DIRECTIONS FOR THIS TASK: If a line of the entries below includes the word "derive", it counts; state the total and nothing further.

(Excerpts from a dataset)

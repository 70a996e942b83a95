//! Reference conversion driver.
//!
//! Walks an [`ExternMapping`] in registration order, reads the sources of
//! each entry, combines them and, when the [`QuantizeMapping`] has a rule for
//! the destination, replaces the dense result with its quantized artifacts.
//! Activation-aware rules read their calibration statistics by destination
//! name from an [`ActivationStats`].

use crate::{ExternMapping, TensorSource};
use candle_core::Tensor;
use paramap_common::{DataType, MappingError, Result};
use paramap_quantization::{ActivationStats, QuantizeMapping};
use tracing::{debug, info, warn};

/// Destination tensors in emission order
pub type ConvertedTensors = Vec<(String, Tensor)>;

pub fn convert(
    mapping: &ExternMapping,
    quant_map: &QuantizeMapping,
    source: &dyn TensorSource,
) -> Result<ConvertedTensors> {
    convert_with_stats(mapping, quant_map, source, &ActivationStats::new())
}

/// [`convert`] with calibration statistics for activation-aware rules
pub fn convert_with_stats(
    mapping: &ExternMapping,
    quant_map: &QuantizeMapping,
    source: &dyn TensorSource,
    stats: &ActivationStats,
) -> Result<ConvertedTensors> {
    for name in stats.names() {
        if !quant_map.get(name).is_some_and(|rule| rule.op.uses_activations()) {
            warn!(weight = name, "activation statistics have no activation-aware rule");
        }
    }

    let mut converted = Vec::with_capacity(mapping.len());
    let mut quantized = 0usize;

    for (name, entry) in mapping.entries() {
        let inputs = entry
            .source_names
            .iter()
            .map(|source_name| -> Result<Tensor> {
                if !source.contains(source_name) {
                    return Err(MappingError::MissingSource { name: source_name.clone() }.into());
                }
                source.load(source_name)
            })
            .collect::<Result<Vec<_>>>()?;

        let tensor = entry.combinator.apply(name, &inputs, entry.target_dtype)?;
        let actual = DataType::from_candle(tensor.dtype())?;
        if actual != entry.target_dtype {
            return Err(MappingError::DtypeMismatch {
                name: name.to_string(),
                expected: entry.target_dtype.to_string(),
                actual: actual.to_string(),
            }
            .into());
        }

        match quant_map.get(name) {
            Some(rule) => {
                debug!(destination = name, "quantizing converted tensor");
                converted.extend(rule.apply_with_stats(name, &tensor, stats)?);
                quantized += 1;
            }
            None => converted.push((name.to_string(), tensor)),
        }
    }

    info!(
        entries = mapping.len(),
        quantized,
        emitted = converted.len(),
        "converted checkpoint"
    );
    Ok(converted)
}
//! Model families supported by paramap
//!
//! Each family provides a validated configuration, the parameter layout of
//! its model definition and one extern-mapping loader per source checkpoint
//! format. The [`registry`] ties them together by `model_type`.

use paramap_common::{ParameterSet, Result};
use paramap_quantization::{Quantization, QuantizeMapping, QuantizeStrategy};
use tracing::info;

pub mod config;
pub mod imp;
pub mod layers;
pub mod phiva;
pub mod registry;

pub use config::ModelConfig;
pub use registry::{ConversionPlan, ModelFamily, SourceFormat, lookup, plan};

/// A model definition that can enumerate its parameters
pub trait ModelDefinition {
    /// Declared parameters, in definition order, at the definition's dtype
    fn named_parameters(&self) -> Result<ParameterSet>;
}

/// Instantiate `model` under `quantization`: cast to the strategy's working
/// dtype, then let the strategy rewrite the parameter set.
pub fn quantize_model<M>(model: &M, quantization: &Quantization) -> Result<(ParameterSet, QuantizeMapping)>
where
    M: ModelDefinition + ?Sized,
{
    let params = model.named_parameters()?.cast_floats(quantization.model_dtype());
    let mut quant_map = QuantizeMapping::new();
    let params = quantization.rewrite(params, &mut quant_map, "")?;
    info!(
        quantization = quantization.name(),
        params = params.len(),
        rules = quant_map.len(),
        "instantiated model"
    );
    Ok((params, quant_map))
}
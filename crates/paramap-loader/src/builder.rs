//! Construction of an [`ExternMapping`] against a live parameter set.
//!
//! Loaders register their explicit renames and fusions first and then sweep
//! whatever is left with a naming rule. Every destination's dtype is taken
//! from the parameter set, so a registration for a name the model does not
//! declare fails on the spot.

use crate::{Combinator, ExternMapping};
use paramap_common::{MappingError, ParameterSet, Result};
use tracing::{debug, info};

pub struct MappingBuilder<'a> {
    params: &'a ParameterSet,
    mapping: ExternMapping,
}

impl<'a> MappingBuilder<'a> {
    pub fn new(params: &'a ParameterSet) -> Self {
        Self { params, mapping: ExternMapping::new() }
    }

    pub fn params(&self) -> &ParameterSet {
        self.params
    }

    /// Whether `destination` already has an entry
    pub fn contains(&self, destination: &str) -> bool {
        self.mapping.contains(destination)
    }

    /// Map `destination` to a single `source`, cast to the declared dtype
    pub fn add(&mut self, destination: impl Into<String>, source: impl Into<String>) -> Result<()> {
        self.add_with(destination, vec![source.into()], Combinator::Cast)
    }

    /// Map `destination` to the axis-0 concatenation of `sources`
    pub fn add_concat<I, S>(&mut self, destination: impl Into<String>, sources: I) -> Result<()>
    where
        I: IntoIterator<Item = S>,
        S: Into<String>,
    {
        self.add_concat_along(destination, sources, 0)
    }

    pub fn add_concat_along<I, S>(
        &mut self,
        destination: impl Into<String>,
        sources: I,
        axis: usize,
    ) -> Result<()>
    where
        I: IntoIterator<Item = S>,
        S: Into<String>,
    {
        let sources: Vec<String> = sources.into_iter().map(Into::into).collect();
        let combinator = Combinator::concat_along(sources.len(), axis);
        self.add_with(destination, sources, combinator)
    }

    pub fn add_with(
        &mut self,
        destination: impl Into<String>,
        sources: Vec<String>,
        combinator: Combinator,
    ) -> Result<()> {
        let name = destination.into();
        let Some(spec) = self.params.get(&name) else {
            return Err(MappingError::UnknownDestination { name }.into());
        };
        self.mapping.add_mapping(name, sources, combinator, spec.dtype)
    }

    pub fn add_unused(&mut self, source: impl Into<String>) -> Result<()> {
        self.mapping.add_unused(source)
    }

    /// Register every still-unmapped parameter whose source `rule` can name,
    /// in parameter order. Returns the destinations added.
    pub fn fill_remaining<F>(&mut self, rule: F) -> Result<Vec<String>>
    where
        F: Fn(&str) -> Option<String>,
    {
        let params = self.params;
        let pending: Vec<&str> = params.names().filter(|name| !self.mapping.contains(name)).collect();
        let mut added = Vec::with_capacity(pending.len());
        for name in pending {
            if let Some(source) = rule(name) {
                self.add(name, source)?;
                added.push(name.to_string());
            }
        }
        debug!(added = added.len(), total = params.len(), "filled remaining destinations");
        Ok(added)
    }

    /// Check completeness and hand out the mapping
    pub fn finish(self) -> Result<ExternMapping> {
        self.mapping.validate_against(self.params)?;
        info!(
            entries = self.mapping.len(),
            unused = self.mapping.unused_source_names().count(),
            "built extern mapping"
        );
        Ok(self.mapping)
    }
}

#[cfg(test)]
mod tests {
    use super::*;
    use paramap_common::{DataType, ParamKind, ParamSpec};

    fn params() -> ParameterSet {
        let mut params = ParameterSet::new();
        params.insert("embd.weight", ParamSpec::new([8, 4], DataType::Float16, ParamKind::Embedding)).unwrap();
        params.insert("qkv.weight", ParamSpec::new([12, 4], DataType::Float16, ParamKind::Linear)).unwrap();
        params.insert("norm.weight", ParamSpec::new([4], DataType::Float32, ParamKind::Norm)).unwrap();
        params
    }

    #[test]
    fn dtype_comes_from_parameter_set() {
        let params = params();
        let mut builder = MappingBuilder::new(&params);
        builder.add("norm.weight", "model.norm.weight").unwrap();
        builder.add_concat("qkv.weight", ["q.weight", "k.weight", "v.weight"]).unwrap();
        builder.add("embd.weight", "model.embed_tokens.weight").unwrap();
        let mapping = builder.finish().unwrap();

        assert_eq!(mapping.get("norm.weight").unwrap().target_dtype, DataType::Float32);
        let qkv = mapping.get("qkv.weight").unwrap();
        assert_eq!(qkv.target_dtype, DataType::Float16);
        assert_eq!(qkv.combinator, Combinator::concat(3));
    }

    #[test]
    fn unknown_destination_fails_loudly() {
        let params = params();
        let mut builder = MappingBuilder::new(&params);
        let err = builder.add("h.7.ln.weight", "model.layers.7.input_layernorm.weight").unwrap_err();
        assert_eq!(err.to_string(), "Mapping error: Destination not in parameter set: h.7.ln.weight");
    }

    #[test]
    fn fill_remaining_skips_explicit_entries() {
        let params = params();
        let mut builder = MappingBuilder::new(&params);
        builder.add("embd.weight", "wte.weight").unwrap();
        let added = builder.fill_remaining(|name| Some(name.to_string())).unwrap();
        assert_eq!(added, vec!["qkv.weight", "norm.weight"]);
        let mapping = builder.finish().unwrap();
        assert_eq!(mapping.get("embd.weight").unwrap().source_names, vec!["wte.weight"]);
    }

    #[test]
    fn finish_rejects_gaps() {
        let params = params();
        let mut builder = MappingBuilder::new(&params);
        builder.fill_remaining(|name| (name != "norm.weight").then(|| name.to_string())).unwrap();
        assert!(!builder.contains("norm.weight"));
        let err = builder.finish().unwrap_err();
        assert!(err.to_string().contains("never mapped: norm.weight"));
    }
}
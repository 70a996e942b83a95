//! Declared parameters of a model definition.
//!
//! A [`ParameterSet`] is what a model definition exposes to the mapping
//! engine: an insertion-ordered table from destination name to the declared
//! shape and dtype. Quantization strategies rewrite it; loaders read it.

use crate::{DataType, ModelError, Result};
use indexmap::IndexMap;
use serde::{Deserialize, Serialize};

/// Role a parameter plays in its module.
///
/// Strategies use the role to decide what they may rewrite.
#[derive(Debug, Clone, Copy, PartialEq, Eq, Hash, Serialize, Deserialize)]
#[serde(rename_all = "snake_case")]
pub enum ParamKind {
    /// Weight of a dense linear projection, `[out_features, in_features]`
    Linear,
    /// Embedding table, `[num_embeddings, dim]`
    Embedding,
    /// LayerNorm / RMSNorm gamma or beta
    Norm,
    /// Bias of a linear or convolution
    Bias,
    /// Convolution kernel
    Conv,
    /// Packed weight, scale or zero-point produced by a quantization strategy
    Quantized,
    Other,
}

/// Declared shape, dtype and role of one parameter
#[derive(Debug, Clone, PartialEq, Eq, Serialize, Deserialize)]
pub struct ParamSpec {
    pub shape: Vec<usize>,
    pub dtype: DataType,
    pub kind: ParamKind,
}

impl ParamSpec {
    pub fn new(shape: impl Into<Vec<usize>>, dtype: DataType, kind: ParamKind) -> Self {
        Self { shape: shape.into(), dtype, kind }
    }

    pub fn numel(&self) -> usize {
        self.shape.iter().product()
    }
}

/// Ordered map from destination name to [`ParamSpec`]
#[derive(Debug, Clone, Default, PartialEq, Eq, Serialize, Deserialize)]
pub struct ParameterSet {
    params: IndexMap<String, ParamSpec>,
}

impl ParameterSet {
    pub fn new() -> Self {
        Self::default()
    }

    /// Declare a parameter. Names are unique.
    pub fn insert(&mut self, name: impl Into<String>, spec: ParamSpec) -> Result<()> {
        let name = name.into();
        if self.params.contains_key(&name) {
            return Err(ModelError::DuplicateParameter { name }.into());
        }
        self.params.insert(name, spec);
        Ok(())
    }

    pub fn get(&self, name: &str) -> Option<&ParamSpec> {
        self.params.get(name)
    }

    pub fn contains(&self, name: &str) -> bool {
        self.params.contains_key(name)
    }

    pub fn names(&self) -> impl Iterator<Item = &str> {
        self.params.keys().map(String::as_str)
    }

    pub fn iter(&self) -> impl Iterator<Item = (&str, &ParamSpec)> {
        self.params.iter().map(|(name, spec)| (name.as_str(), spec))
    }

    pub fn len(&self) -> usize {
        self.params.len()
    }

    pub fn is_empty(&self) -> bool {
        self.params.is_empty()
    }

    /// Total number of elements across all parameters
    pub fn total_elements(&self) -> usize {
        self.params.values().map(ParamSpec::numel).sum()
    }

    /// Cast every floating-point parameter to `dtype`, the way a module is
    /// moved to a working precision. Integer parameters are left alone.
    pub fn cast_floats(mut self, dtype: DataType) -> Self {
        for spec in self.params.values_mut() {
            if spec.dtype.is_float() {
                spec.dtype = dtype;
            }
        }
        self
    }
}

impl IntoIterator for ParameterSet {
    type Item = (String, ParamSpec);
    type IntoIter = indexmap::map::IntoIter<String, ParamSpec>;

    fn into_iter(self) -> Self::IntoIter {
        self.params.into_iter()
    }
}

TASK OUTPUT: 3